Grupos anti-aborto opuseram-se ao projecto de lei, argumentando que “aqueles que impedem o acesso para salvar bebés não devem ser tratados de forma diferente daqueles que o fazem para salvar animais ou para bloquear o acesso a edifícios ou pontes governamentais”. Os opositores sugeriram que os grupos pró-escolha poderiam tentar explorar a lei para obter lucro.
Os defensores dos pacientes estão alarmados com os processos judiciais da Dignity e dizem que nunca ouviram falar de hospitais que tenham apresentado tais reclamações. A Dignity também está processando Craig Smedley, que opera o Estate Advisory Group em Murrieta. De acordo com uma reclamação de 30 de junho de 2021, Smedley aconselhou um paciente do Mercy Hospital of Folsom “recusa em aceitar uma colocação segura e legal e receber alta”, embora o paciente fosse clinicamente elegível para alta desde 9 de maio de 2021.

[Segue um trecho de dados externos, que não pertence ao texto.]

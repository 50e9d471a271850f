//! ONNX sequence classifier using tract
//!
//! Loads `model.onnx` and `tokenizer.json` from a model directory once at
//! startup. Inputs are `input_ids`, `attention_mask` and, when the graph
//! declares a third input, `token_type_ids`, padded to `MAX_SEQ_LEN` and
//! bound to graph inputs by name.

use std::path::Path;
use std::time::Instant;

use anyhow::{anyhow, bail, Context, Result};
use sha2::{Digest, Sha256};
use tokenizers::{Tokenizer, TruncationParams};
use tract_onnx::prelude::*;
use tracing::{debug, info, warn};

use super::ModelBackend;

/// Fixed sequence length fed to the model
pub const MAX_SEQ_LEN: usize = 128;

/// Inference latency above which a warning is logged
const SLOW_INFERENCE_MS: u128 = 250;

type TractModel = SimplePlan<TypedFact, Box<dyn TypedOp>, Graph<TypedFact, Box<dyn TypedOp>>>;

/// Pretrained classifier backed by tract and a HuggingFace tokenizer
pub struct OnnxClassifier {
    model: TractModel,
    tokenizer: Tokenizer,
    input_roles: Vec<InputRole>,
    model_version: String,
}

impl OnnxClassifier {
    /// Load the model directory, verifying the model checksum when given
    pub fn load(model_dir: &Path, expected_sha256: Option<&str>) -> Result<Self> {
        let model_path = model_dir.join("model.onnx");
        let tokenizer_path = model_dir.join("tokenizer.json");

        let model_bytes = std::fs::read(&model_path)
            .with_context(|| format!("Failed to read model {}", model_path.display()))?;

        let checksum = compute_checksum(&model_bytes);
        if let Some(expected) = expected_sha256 {
            if !checksum.eq_ignore_ascii_case(expected) {
                bail!(
                    "Model checksum mismatch for {}: expected {}, got {}",
                    model_path.display(),
                    expected,
                    checksum
                );
            }
            debug!(checksum = %checksum, "Model checksum validated");
        }

        let mut tokenizer = Tokenizer::from_file(&tokenizer_path).map_err(|e| {
            anyhow!("Failed to load tokenizer {}: {}", tokenizer_path.display(), e)
        })?;
        tokenizer
            .with_truncation(Some(TruncationParams {
                max_length: MAX_SEQ_LEN,
                ..Default::default()
            }))
            .map_err(|e| anyhow!("Failed to configure truncation: {}", e))?;

        let (model, input_roles) = Self::load_model(&model_bytes)?;
        let model_version = format!(
            "{}@{}",
            model_dir
                .file_name()
                .map(|n| n.to_string_lossy().into_owned())
                .unwrap_or_else(|| "model".to_string()),
            &checksum[..12]
        );

        info!(
            model_version = %model_version,
            inputs = ?input_roles,
            max_seq_len = MAX_SEQ_LEN,
            "Loaded classification model"
        );

        Ok(Self {
            model,
            tokenizer,
            input_roles,
            model_version,
        })
    }

    /// Parse and optimize an ONNX graph with `[1, MAX_SEQ_LEN]` i64 inputs
    fn load_model(model_bytes: &[u8]) -> Result<(TractModel, Vec<InputRole>)> {
        let mut model = tract_onnx::onnx()
            .model_for_read(&mut std::io::Cursor::new(model_bytes))
            .context("Failed to parse ONNX model")?;

        let names: Vec<String> = model
            .inputs
            .iter()
            .map(|outlet| model.node(outlet.node).name.clone())
            .collect();
        let input_roles = resolve_input_roles(&names)?;

        for i in 0..input_roles.len() {
            model = model
                .with_input_fact(i, i64::fact([1, MAX_SEQ_LEN]).into())
                .with_context(|| format!("Failed to set shape of input {}", names[i]))?;
        }

        let model = model
            .into_optimized()
            .context("Failed to optimize model")?
            .into_runnable()
            .context("Failed to create runnable model")?;

        Ok((model, input_roles))
    }

    /// Tokenize into padded `(input_ids, attention_mask, token_type_ids)`
    fn encode(&self, text: &str) -> Result<[Vec<i64>; 3]> {
        let encoding = self
            .tokenizer
            .encode(text, true)
            .map_err(|e| anyhow!("Tokenization failed: {}", e))?;

        let pad = |values: &[u32]| -> Vec<i64> {
            let mut out: Vec<i64> = values
                .iter()
                .take(MAX_SEQ_LEN)
                .map(|&v| i64::from(v))
                .collect();
            out.resize(MAX_SEQ_LEN, 0);
            out
        };

        Ok([
            pad(encoding.get_ids()),
            pad(encoding.get_attention_mask()),
            pad(encoding.get_type_ids()),
        ])
    }
}

impl ModelBackend for OnnxClassifier {
    fn logits(&self, text: &str) -> Result<Vec<f32>> {
        let start = Instant::now();

        let [ids, mask, type_ids] = self.encode(text)?;
        let inputs: TVec<TValue> = self
            .input_roles
            .iter()
            .map(|role| -> Result<TValue> {
                let values = match role {
                    InputRole::Ids => ids.clone(),
                    InputRole::Mask => mask.clone(),
                    InputRole::TypeIds => type_ids.clone(),
                };
                let tensor: Tensor =
                    tract_ndarray::Array2::from_shape_vec((1, MAX_SEQ_LEN), values)?.into();
                Ok(tensor.into())
            })
            .collect::<Result<_>>()?;

        let result = self.model.run(inputs)?;
        let output = result.first().context("No output from model")?;
        let logits: Vec<f32> = output.to_array_view::<f32>()?.iter().copied().collect();

        let elapsed = start.elapsed();
        if elapsed.as_millis() > SLOW_INFERENCE_MS {
            warn!(
                elapsed_ms = elapsed.as_millis() as u64,
                "Inference exceeded {}ms target", SLOW_INFERENCE_MS
            );
        } else {
            debug!(elapsed_us = elapsed.as_micros() as u64, "Inference completed");
        }

        Ok(logits)
    }

    fn model_version(&self) -> &str {
        &self.model_version
    }
}

/// Tokenizer output a graph input is fed from
#[derive(Debug, Clone, Copy, PartialEq, Eq, PartialOrd, Ord)]
enum InputRole {
    Ids,
    Mask,
    TypeIds,
}

impl InputRole {
    const POSITIONAL: [InputRole; 3] = [InputRole::Ids, InputRole::Mask, InputRole::TypeIds];

    fn from_name(name: &str) -> Option<Self> {
        match name {
            "input_ids" => Some(InputRole::Ids),
            "attention_mask" => Some(InputRole::Mask),
            "token_type_ids" => Some(InputRole::TypeIds),
            _ => None,
        }
    }
}

/// Map graph inputs to tokenizer outputs by name, falling back to
/// `input_ids, attention_mask[, token_type_ids]` order for unnamed exports
fn resolve_input_roles(names: &[String]) -> Result<Vec<InputRole>> {
    if !(2..=3).contains(&names.len()) {
        bail!(
            "Model declares {} inputs, expected input_ids, attention_mask[, token_type_ids]",
            names.len()
        );
    }

    let Some(roles) = names
        .iter()
        .map(|name| InputRole::from_name(name))
        .collect::<Option<Vec<_>>>()
    else {
        warn!(inputs = ?names, "Unrecognized model input names, binding inputs by position");
        return Ok(InputRole::POSITIONAL[..names.len()].to_vec());
    };

    let mut unique = roles.clone();
    unique.sort();
    unique.dedup();
    if unique.len() != roles.len() {
        bail!("Model inputs {:?} bind the same tokenizer output twice", names);
    }
    if !roles.contains(&InputRole::Ids) || !roles.contains(&InputRole::Mask) {
        bail!("Model inputs {:?} must include input_ids and attention_mask", names);
    }

    Ok(roles)
}

/// Compute SHA256 checksum of data as lowercase hex
pub fn compute_checksum(data: &[u8]) -> String {
    let mut hasher = Sha256::new();
    hasher.update(data);
    hex::encode(hasher.finalize())
}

A Dignity afirma que perdeu dinheiro porque o seguro da paciente negou o pagamento e acusa Smedley de instruir o hospital a enviá-la para uma enfermaria especializada quando os médicos disseram que ela não precisava desse nível de atendimento. A Dignity não especificou o valor que busca em indenização. Smedley, que está se defendendo, disse que discordar do plano de alta hospitalar dificilmente seria um bloqueio comercial.
“Não estou acorrentado à porta da frente para evitar que as pessoas passem para o hospital como um manifestante anti-aborto”, disse Smedley. “Nunca visitei o hospital. Dou conselhos por telefone. Meus clientes são os que se comunicam com o hospital.”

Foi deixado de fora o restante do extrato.